[Records excerpted from a collection]
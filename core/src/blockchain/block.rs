use serde::{Deserialize, Deserializer, Serialize, Serializer};
use std::fmt;

use crate::pow;
use crate::tx::SignedTx;

/// Length of the header digest that miners extend with a nonce.
pub const PRE_HASH_LEN: usize = 64;

/// 32-byte block/transaction identifier, serialized as lowercase hex.
#[derive(Clone, Copy, PartialEq, Eq, Hash, Default, PartialOrd, Ord)]
pub struct Hash(pub [u8; 32]);

#[derive(Debug, thiserror::Error, PartialEq, Eq)]
pub enum HashParseError {
    #[error("invalid hex: {0}")]
    Hex(String),
    #[error("expected 32 bytes, got {0}")]
    Length(usize),
}

impl Hash {
    pub fn digest(data: &[u8]) -> Self {
        Hash(blake3::hash(data).into())
    }

    pub fn as_bytes(&self) -> &[u8; 32] {
        &self.0
    }

    pub fn to_hex(&self) -> String {
        hex::encode(self.0)
    }

    pub fn from_hex(s: &str) -> Result<Self, HashParseError> {
        let bytes = hex::decode(s).map_err(|e| HashParseError::Hex(e.to_string()))?;
        let arr: [u8; 32] = bytes
            .as_slice()
            .try_into()
            .map_err(|_| HashParseError::Length(bytes.len()))?;
        Ok(Hash(arr))
    }
}

impl fmt::Display for Hash {
    fn fmt(&self, f: &mut fmt::Formatter<'_>) -> fmt::Result {
        f.write_str(&self.to_hex())
    }
}

impl fmt::Debug for Hash {
    fn fmt(&self, f: &mut fmt::Formatter<'_>) -> fmt::Result {
        write!(f, "Hash({})", self.to_hex())
    }
}

impl Serialize for Hash {
    fn serialize<S: Serializer>(&self, serializer: S) -> Result<S::Ok, S::Error> {
        serializer.serialize_str(&self.to_hex())
    }
}

impl<'de> Deserialize<'de> for Hash {
    fn deserialize<D: Deserializer<'de>>(deserializer: D) -> Result<Self, D::Error> {
        let s = String::deserialize(deserializer)?;
        Hash::from_hex(&s).map_err(serde::de::Error::custom)
    }
}

/// Block header. `nonce` stays `None` until a miner solves the candidate.
#[derive(Debug, Clone, PartialEq, Serialize, Deserialize)]
pub struct BlockHeader {
    pub previous_hash: Vec<Hash>,
    pub merkle_root: Hash,
    pub state_root: Hash,
    /// Probability in (0, 1] that a single hash attempt solves the block.
    pub difficulty: f64,
    /// Unix milliseconds.
    pub timestamp: u64,
    pub nonce: Option<u64>,
    pub miner: String,
}

impl BlockHeader {
    /// Bytes covered by the pre-hash: every field except the nonce.
    fn prehash_preimage(&self) -> Vec<u8> {
        let mut data = Vec::with_capacity(32 * (self.previous_hash.len() + 2) + 64);
        data.extend_from_slice(&(self.previous_hash.len() as u32).to_le_bytes());
        for parent in &self.previous_hash {
            data.extend_from_slice(parent.as_bytes());
        }
        data.extend_from_slice(self.merkle_root.as_bytes());
        data.extend_from_slice(self.state_root.as_bytes());
        data.extend_from_slice(&self.difficulty.to_le_bytes());
        data.extend_from_slice(&self.timestamp.to_le_bytes());
        data.extend_from_slice(self.miner.as_bytes());
        data
    }

    /// 64-byte header digest handed to miners. Independent of the nonce.
    pub fn pre_hash(&self) -> [u8; PRE_HASH_LEN] {
        let mut out = [0u8; PRE_HASH_LEN];
        let mut hasher = blake3::Hasher::new();
        hasher.update(&self.prehash_preimage());
        hasher.finalize_xof().fill(&mut out);
        out
    }

    /// Block identity: the reference proof-of-work digest of pre-hash + nonce.
    /// An unsolved header hashes with nonce zero.
    pub fn hash(&self) -> Hash {
        let input = pow::work_input(&self.pre_hash(), self.nonce.unwrap_or(0));
        Hash(pow::blake3_work(&input))
    }

    pub fn primary_parent(&self) -> Option<&Hash> {
        self.previous_hash.first()
    }
}

/// Complete block (header + transfers)
#[derive(Debug, Clone, PartialEq, Serialize, Deserialize)]
pub struct Block {
    pub header: BlockHeader,
    pub txs: Vec<SignedTx>,
}

impl Block {
    pub fn encode(&self) -> Result<Vec<u8>, bincode::Error> {
        bincode::serialize(self)
    }

    pub fn decode(bytes: &[u8]) -> Result<Self, bincode::Error> {
        bincode::deserialize(bytes)
    }

    pub fn hash(&self) -> Hash {
        self.header.hash()
    }

    /// Binary merkle tree over transfer hashes; an odd node is paired with itself.
    pub fn calculate_merkle_root(txs: &[SignedTx]) -> Hash {
        if txs.is_empty() {
            return Hash::default();
        }
        let mut level: Vec<Hash> = txs.iter().map(SignedTx::hash).collect();
        while level.len() > 1 {
            level = level
                .chunks(2)
                .map(|pair| {
                    let left = pair[0];
                    let right = pair.get(1).copied().unwrap_or(left);
                    let mut data = [0u8; 64];
                    data[..32].copy_from_slice(left.as_bytes());
                    data[32..].copy_from_slice(right.as_bytes());
                    Hash::digest(&data)
                })
                .collect();
        }
        level[0]
    }
}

* Task details *
In the entries above, identify every line with the word "decode". Copy those lines.

* Task result *
        let bytes = hex::decode(s).map_err(|e| HashParseError::Hex(e.to_string()))?;
    pub fn decode(bytes: &[u8]) -> Result<Self, bincode::Error> {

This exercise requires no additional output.